A Ativa ressalta que não interpreta o movimento como um sinal de deterioração das perspectivas da companhia. O fundo iniciou sua posição em 2021, quando os papéis eram negociados perto de R$ 15, e decidiu vender após as ações praticamente dobrarem de valor.

Na avaliação da corretora, o foco dos investidores deixa de ser o processo de recuperação operacional da Ultrapar e passa a ser a capacidade de sustentar os resultados alcançados.

Segundo o relatório, parte da evolução da Ipiranga parece estrutural, impulsionada por ganhos de eficiência, melhorias logísticas e pelo combate à informalidade no mercado de combustíveis. No entanto, os próximos resultados precisarão confirmar a manutenção das margens por metro cúbico vendido e, principalmente, a capacidade de converter esses ganhos em geração de caixa.

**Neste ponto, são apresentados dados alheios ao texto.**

//! Canonical event model.
//!
//! Host payloads are translated into these types by the router; everything
//! downstream (gates, enforcer, audit) only ever sees this closed set.

use std::fmt;

use chrono::{DateTime, Utc};
use serde::{Deserialize, Serialize};

use crate::core::tools::ToolCategory;
use crate::core::types::{TaskStatus, Workflow};

/// `{session_id, timestamp, type, payload}`.
#[derive(Debug, Clone, PartialEq, Serialize, Deserialize)]
pub struct Event {
    pub session_id: String,
    pub timestamp: DateTime<Utc>,
    #[serde(flatten)]
    pub payload: EventPayload,
}

impl Event {
    pub fn new(
        session_id: impl Into<String>,
        timestamp: DateTime<Utc>,
        payload: EventPayload,
    ) -> Self {
        Self {
            session_id: session_id.into(),
            timestamp,
            payload,
        }
    }

    pub fn kind(&self) -> EventKind {
        self.payload.kind()
    }

    /// Task the event is about, if any (not the session's bound task).
    pub fn task_ref(&self) -> Option<&str> {
        match &self.payload {
            EventPayload::TaskBind { task_id } | EventPayload::TaskUnbind { task_id, .. } => {
                Some(task_id.as_str())
            }
            EventPayload::PreToolUse { tool } | EventPayload::PostToolUse { tool, .. } => {
                match &tool.input {
                    ToolInput::TaskOp { task_id, .. } => task_id.as_deref(),
                    _ => None,
                }
            }
            _ => None,
        }
    }
}

#[derive(Debug, Clone, PartialEq, Serialize, Deserialize)]
#[serde(tag = "type", content = "payload")]
pub enum EventPayload {
    SessionStart {
        source: StartSource,
    },
    UserPromptSubmit {
        prompt: String,
    },
    PreToolUse {
        tool: ToolCall,
    },
    PostToolUse {
        tool: ToolCall,
        succeeded: bool,
        /// The tool output contains an `APPROVED` verdict.
        #[serde(default)]
        approved: bool,
    },
    HydrationComplete {
        workflow: Workflow,
    },
    TaskBind {
        task_id: String,
    },
    TaskUnbind {
        task_id: String,
        completed: bool,
    },
    SubagentStop {
        agent_type: Option<String>,
    },
    Stop {},
    SessionEnd {
        reason: Option<String>,
    },
}

impl EventPayload {
    pub fn kind(&self) -> EventKind {
        match self {
            EventPayload::SessionStart { .. } => EventKind::SessionStart,
            EventPayload::UserPromptSubmit { .. } => EventKind::UserPromptSubmit,
            EventPayload::PreToolUse { .. } => EventKind::PreToolUse,
            EventPayload::PostToolUse { .. } => EventKind::PostToolUse,
            EventPayload::HydrationComplete { .. } => EventKind::HydrationComplete,
            EventPayload::TaskBind { .. } => EventKind::TaskBind,
            EventPayload::TaskUnbind { .. } => EventKind::TaskUnbind,
            EventPayload::SubagentStop { .. } => EventKind::SubagentStop,
            EventPayload::Stop {} => EventKind::Stop,
            EventPayload::SessionEnd { .. } => EventKind::SessionEnd,
        }
    }

    /// Tool call carried by tool events.
    pub fn tool(&self) -> Option<&ToolCall> {
        match self {
            EventPayload::PreToolUse { tool } | EventPayload::PostToolUse { tool, .. } => {
                Some(tool)
            }
            _ => None,
        }
    }
}

/// Discriminant of [`EventPayload`], used to index gates.
#[derive(Debug, Clone, Copy, PartialEq, Eq, Hash, PartialOrd, Ord, Serialize, Deserialize)]
pub enum EventKind {
    SessionStart,
    UserPromptSubmit,
    PreToolUse,
    PostToolUse,
    HydrationComplete,
    TaskBind,
    TaskUnbind,
    SubagentStop,
    Stop,
    SessionEnd,
}

impl EventKind {
    pub const ALL: [EventKind; 10] = [
        EventKind::SessionStart,
        EventKind::UserPromptSubmit,
        EventKind::PreToolUse,
        EventKind::PostToolUse,
        EventKind::HydrationComplete,
        EventKind::TaskBind,
        EventKind::TaskUnbind,
        EventKind::SubagentStop,
        EventKind::Stop,
        EventKind::SessionEnd,
    ];

    pub fn as_str(self) -> &'static str {
        match self {
            EventKind::SessionStart => "SessionStart",
            EventKind::UserPromptSubmit => "UserPromptSubmit",
            EventKind::PreToolUse => "PreToolUse",
            EventKind::PostToolUse => "PostToolUse",
            EventKind::HydrationComplete => "HydrationComplete",
            EventKind::TaskBind => "TaskBind",
            EventKind::TaskUnbind => "TaskUnbind",
            EventKind::SubagentStop => "SubagentStop",
            EventKind::Stop => "Stop",
            EventKind::SessionEnd => "SessionEnd",
        }
    }
}

impl fmt::Display for EventKind {
    fn fmt(&self, f: &mut fmt::Formatter<'_>) -> fmt::Result {
        f.write_str(self.as_str())
    }
}

#[derive(Debug, Clone, Copy, Default, PartialEq, Eq, Serialize, Deserialize)]
#[serde(rename_all = "lowercase")]
pub enum StartSource {
    #[default]
    Startup,
    Resume,
    Clear,
    Compact,
}

#[derive(Debug, Clone, PartialEq, Serialize, Deserialize)]
pub struct ToolCall {
    pub name: String,
    pub category: ToolCategory,
    pub input: ToolInput,
}

impl ToolCall {
    /// Whether this call runs `agent`, either as a tool named after it
    /// (`custodiet`, `aops-core:custodiet`) or through a delegation tool.
    pub fn invokes(&self, agent: &str) -> bool {
        let named = self
            .name
            .rsplit(':')
            .next()
            .is_some_and(|name| name.eq_ignore_ascii_case(agent));
        named
            || matches!(&self.input, ToolInput::Delegate { agent: target }
                if target.to_ascii_lowercase().contains(agent))
    }
}

/// Typed view of the tool input fields gates care about.
#[derive(Debug, Clone, PartialEq, Eq, Serialize, Deserialize)]
#[serde(tag = "kind", rename_all = "snake_case")]
pub enum ToolInput {
    Shell {
        command: String,
    },
    WriteFile {
        path: String,
        content: String,
    },
    EditFile {
        path: String,
    },
    ReadFile {
        path: String,
    },
    Delegate {
        agent: String,
    },
    TaskOp {
        op: TaskOpKind,
        task_id: Option<String>,
        status: Option<TaskStatus>,
    },
    Other,
}

#[derive(Debug, Clone, Copy, PartialEq, Eq, Serialize, Deserialize)]
#[serde(rename_all = "snake_case")]
pub enum TaskOpKind {
    Create,
    Update,
    Complete,
    Claim,
    Query,
}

A Ativa acrescenta que novas revisões positivas podem ocorrer caso a Ultracargo mantenha o processo de expansão de suas operações e a Hidrovias apresente melhora operacional. Em contrapartida, um ambiente de maior concorrência ou de maior volatilidade nos preços dos combustíveis pode pressionar margens, capital de giro e estoques, tornando o valuation da companhia mais sensível.

Com as ações negociadas em torno de R$ 29,40, cerca de 13% acima do preço-alvo de R$ 26 definido pela casa, a Ativa conclui que a relação entre risco e retorno deixou de ser atrativa, motivo pelo qual manteve a recomendação neutra para os papéis da Ultrapar.